Good Friday is when Jesus was crucified, tortured, taunted, and killed. Good doesn't seem to match the mood there either.

This year, Black Friday really was black, My nutty son and adventurous wife left at 9 pm to be sure to get a good parking space for the midnight opening of the stores. It was cold and dark, an inky black sky. They planned to shop all night. Ah, to be young! I went to bed before their car wheels hit the street. It is exhausting preparing an enormous multi-dish meal that you hope to all come out hot simultaneously. It also required college level math computations. I had to compute when my make-ahead casseroles (5 of them) had to come out of the freezer/oven, and go in to the oven either concurrent or directly after the turkey came out. They all had different thaw times and different cook times, which made the careful computation necessary if they were all to emerge at exactly the same time from the oven, just as the turkey was done being carved, and the family seated with just the right amount of famished. It is a juggling act that those who have never attempted have no idea about the complexity involved.

So on Black Friday eve, I was happily snoring while the mobs scoured the malls for items that would change their life. It is really a custom that somewhat puzzles me. Thanksgiving is all about contentment and gratitude. But Black Friday really feeds upon discontent, and insatiable desire to have more. I understand the drive to save money on Christmas gifts or necessities, particularly if money is tight, but still....there just strikes me something inherently off with the biggest shopping day of the season following the day when we all wallow in contentment. And now it doesn't even just follow the day of Thanks; it begins as early as 9:00 the same day. We of course know where this is headed. Black Friday will completely engulf Thankful Thursday, gobble it up entirely, and instead of the family gathering for a feast and prayers to our Almighty Creator, we will be standing in line at Walmart gathering for prayers to the Almighty Dollar.

This is not to say that I can't wait to see what Matt and Karissa snagged on their all night foray when they wake up, which won't be til the middle of the day, I imagine.

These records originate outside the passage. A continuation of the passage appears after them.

//! Common types for version evaluation

use std::fmt;
use std::hash::{Hash, Hasher};
use std::str::FromStr;

use indexmap::IndexSet;
use serde::{Deserialize, Serialize};
use tracing::warn;

use crate::version::comparator::VersionComparator;
use crate::version::error::VersionError;

/// Numeric `major.minor.incremental` triple of a version
#[derive(Debug, Clone, Copy, PartialEq, Eq)]
pub struct Segments {
    pub major: u64,
    pub minor: u64,
    pub incremental: u64,
}

/// A parsed version string
///
/// Parsing follows the classic artifact version layout
/// `major.minor.incremental-(build|qualifier)`. Strings that do not fit
/// that layout keep the whole input as their qualifier and have no numeric
/// segments. Equality and hashing use the canonical string only; ordering
/// is always supplied by a [`VersionComparator`].
#[derive(Debug, Clone, Serialize, Deserialize)]
#[serde(try_from = "String", into = "String")]
pub struct Version {
    canonical: String,
    major: Option<u64>,
    minor: Option<u64>,
    incremental: Option<u64>,
    build_number: Option<u64>,
    qualifier: Option<String>,
}

impl Version {
    /// Parse a version string. Only blank input is rejected.
    ///
    /// Examples:
    /// - "1.2.3" -> major 1, minor 2, incremental 3
    /// - "1.2-SNAPSHOT" -> major 1, minor 2, qualifier "SNAPSHOT"
    /// - "1.2-4" -> major 1, minor 2, build number 4
    /// - "1.2.3.4" -> qualifier "1.2.3.4" (not decomposable)
    pub fn parse(input: &str) -> Result<Self, VersionError> {
        let canonical = input.trim();
        if canonical.is_empty() {
            return Err(VersionError::Empty);
        }

        let mut version = Version {
            canonical: canonical.to_string(),
            major: None,
            minor: None,
            incremental: None,
            build_number: None,
            qualifier: None,
        };

        let (numeric, trailing) = match canonical.split_once('-') {
            Some((numeric, trailing)) => (numeric, Some(trailing)),
            None => (canonical, None),
        };

        if let Some(trailing) = trailing {
            if trailing.len() == 1 || !trailing.starts_with('0') {
                match trailing.parse::<u64>() {
                    Ok(build) => version.build_number = Some(build),
                    Err(_) => version.qualifier = Some(trailing.to_string()),
                }
            } else {
                version.qualifier = Some(trailing.to_string());
            }
        }

        if !numeric.contains('.') && !numeric.starts_with('0') {
            match numeric.parse::<u64>() {
                Ok(major) => version.major = Some(major),
                Err(_) => version.fall_back(),
            }
            return Ok(version);
        }

        match parse_numeric_tokens(numeric) {
            Some(tokens) => {
                version.major = tokens.first().copied();
                version.minor = tokens.get(1).copied();
                version.incremental = tokens.get(2).copied();
            }
            None => version.fall_back(),
        }

        Ok(version)
    }

    /// Build a plain `major.minor.incremental` version
    pub fn from_segments(major: u64, minor: u64, incremental: u64) -> Self {
        Version {
            canonical: format!("{}.{}.{}", major, minor, incremental),
            major: Some(major),
            minor: Some(minor),
            incremental: Some(incremental),
            build_number: None,
            qualifier: None,
        }
    }

    fn fall_back(&mut self) {
        self.qualifier = Some(self.canonical.clone());
        self.major = None;
        self.minor = None;
        self.incremental = None;
        self.build_number = None;
    }

    pub fn as_str(&self) -> &str {
        &self.canonical
    }

    pub fn major(&self) -> u64 {
        self.major.unwrap_or(0)
    }

    pub fn minor(&self) -> u64 {
        self.minor.unwrap_or(0)
    }

    pub fn incremental(&self) -> u64 {
        self.incremental.unwrap_or(0)
    }

    pub fn build_number(&self) -> Option<u64> {
        self.build_number
    }

    pub fn qualifier(&self) -> Option<&str> {
        self.qualifier.as_deref()
    }

    /// False when the whole string ended up as the qualifier, i.e. the
    /// numeric segments carry no information.
    pub fn is_decomposable(&self) -> bool {
        self.qualifier.as_deref() != Some(self.canonical.as_str())
    }

    /// Numeric segments, or None for versions that are not decomposable
    pub fn segments(&self) -> Option<Segments> {
        self.is_decomposable().then(|| Segments {
            major: self.major(),
            minor: self.minor(),
            incremental: self.incremental(),
        })
    }
}

/// Parse up to three dot-separated integers without leading zeros
fn parse_numeric_tokens(numeric: &str) -> Option<Vec<u64>> {
    if numeric.contains("..") || numeric.starts_with('.') || numeric.ends_with('.') {
        return None;
    }

    let tokens: Vec<&str> = numeric.split('.').collect();
    if tokens.len() > 3 {
        return None;
    }

    tokens
        .into_iter()
        .map(|token| {
            if token.len() > 1 && token.starts_with('0') {
                None
            } else {
                token.parse::<u64>().ok()
            }
        })
        .collect()
}

impl PartialEq for Version {
    fn eq(&self, other: &Self) -> bool {
        self.canonical == other.canonical
    }
}

impl Eq for Version {}

impl Hash for Version {
    fn hash<H: Hasher>(&self, state: &mut H) {
        self.canonical.hash(state);
    }
}

impl fmt::Display for Version {
    fn fmt(&self, f: &mut fmt::Formatter<'_>) -> fmt::Result {
        f.write_str(&self.canonical)
    }
}

impl FromStr for Version {
    type Err = VersionError;

    fn from_str(s: &str) -> Result<Self, Self::Err> {
        Version::parse(s)
    }
}

impl TryFrom<String> for Version {
    type Error = VersionError;

    fn try_from(value: String) -> Result<Self, Self::Error> {
        Version::parse(&value)
    }
}

impl From<Version> for String {
    fn from(value: Version) -> Self {
        value.canonical
    }
}

/// Identity of a tracked component (`group:artifact`)
#[derive(Debug, Clone, PartialEq, Eq, Hash, PartialOrd, Ord, Serialize, Deserialize)]
#[serde(try_from = "String", into = "String")]
pub struct Coordinate {
    pub group_id: String,
    pub artifact_id: String,
}

impl Coordinate {
    pub fn new(group_id: &str, artifact_id: &str) -> Self {
        Self {
            group_id: group_id.to_string(),
            artifact_id: artifact_id.to_string(),
        }
    }
}

impl fmt::Display for Coordinate {
    fn fmt(&self, f: &mut fmt::Formatter<'_>) -> fmt::Result {
        write!(f, "{}:{}", self.group_id, self.artifact_id)
    }
}

impl FromStr for Coordinate {
    type Err = String;

    fn from_str(s: &str) -> Result<Self, Self::Err> {
        match s.trim().split_once(':') {
            Some((group, artifact))
                if !group.is_empty() && !artifact.is_empty() && !artifact.contains(':') =>
            {
                Ok(Coordinate::new(group, artifact))
            }
            _ => Err(format!("expected 'group:artifact', got '{}'", s)),
        }
    }
}

impl TryFrom<String> for Coordinate {
    type Error = String;

    fn try_from(value: String) -> Result<Self, Self::Error> {
        value.parse()
    }
}

impl From<Coordinate> for String {
    fn from(value: Coordinate) -> Self {
        value.to_string()
    }
}

/// Known versions of one component, ascending under a comparator and
/// deduplicated by canonical string
#[derive(Debug, Clone, Default, PartialEq, Eq)]
pub struct VersionPool {
    versions: Vec<Version>,
}

impl VersionPool {
    pub fn new(versions: impl IntoIterator<Item = Version>, comparator: &dyn VersionComparator) -> Self {
        let unique: IndexSet<Version> = versions.into_iter().collect();
        let mut versions: Vec<Version> = unique.into_iter().collect();
        versions.sort_by(|a, b| comparator.compare(a, b));
        Self { versions }
    }

    /// Build a pool from raw provider strings, skipping blank entries
    pub fn from_strings(raw: &[String], comparator: &dyn VersionComparator) -> Self {
        let versions = raw.iter().filter_map(|v| {
            Version::parse(v)
                .inspect_err(|e| warn!("Skipping version '{}': {}", v, e))
                .ok()
        });
        Self::new(versions, comparator)
    }

    pub fn as_slice(&self) -> &[Version] {
        &self.versions
    }

    pub fn iter(&self) -> std::slice::Iter<'_, Version> {
        self.versions.iter()
    }

    pub fn len(&self) -> usize {
        self.versions.len()
    }

    pub fn is_empty(&self) -> bool {
        self.versions.is_empty()
    }
}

I just wish Black Friday could occur a few days after Thanksgiving. It would have a less incongruous feel. Even Jesus waited three full days after Good Friday to demonstrate why it was so good.

Job 28:3
3 Mortals put an end to the darkness;
   they search out the farthest recesses
   for ore in the blackest darkness.

Matthew 27:
39 Those who passed by hurled insults at him, shaking their heads 40 and saying, “You who are going to destroy the temple and build it in three days, save yourself! Come down from the cross, if you are the Son of God!”

Isaiah 53: 4-6
4 Surely he took up our pain
   and bore our suffering,
yet we considered him punished by God,
   stricken by him, and afflicted.
5 But he was pierced for our transgressions,
   he was crushed for our iniquities;
the punishment that brought us peace was on him,
   and by his wounds we are healed.
6 We all, like sheep, have gone astray,
   each of us has turned to our own way;
and the LORD has laid on him
   the iniquity of us all.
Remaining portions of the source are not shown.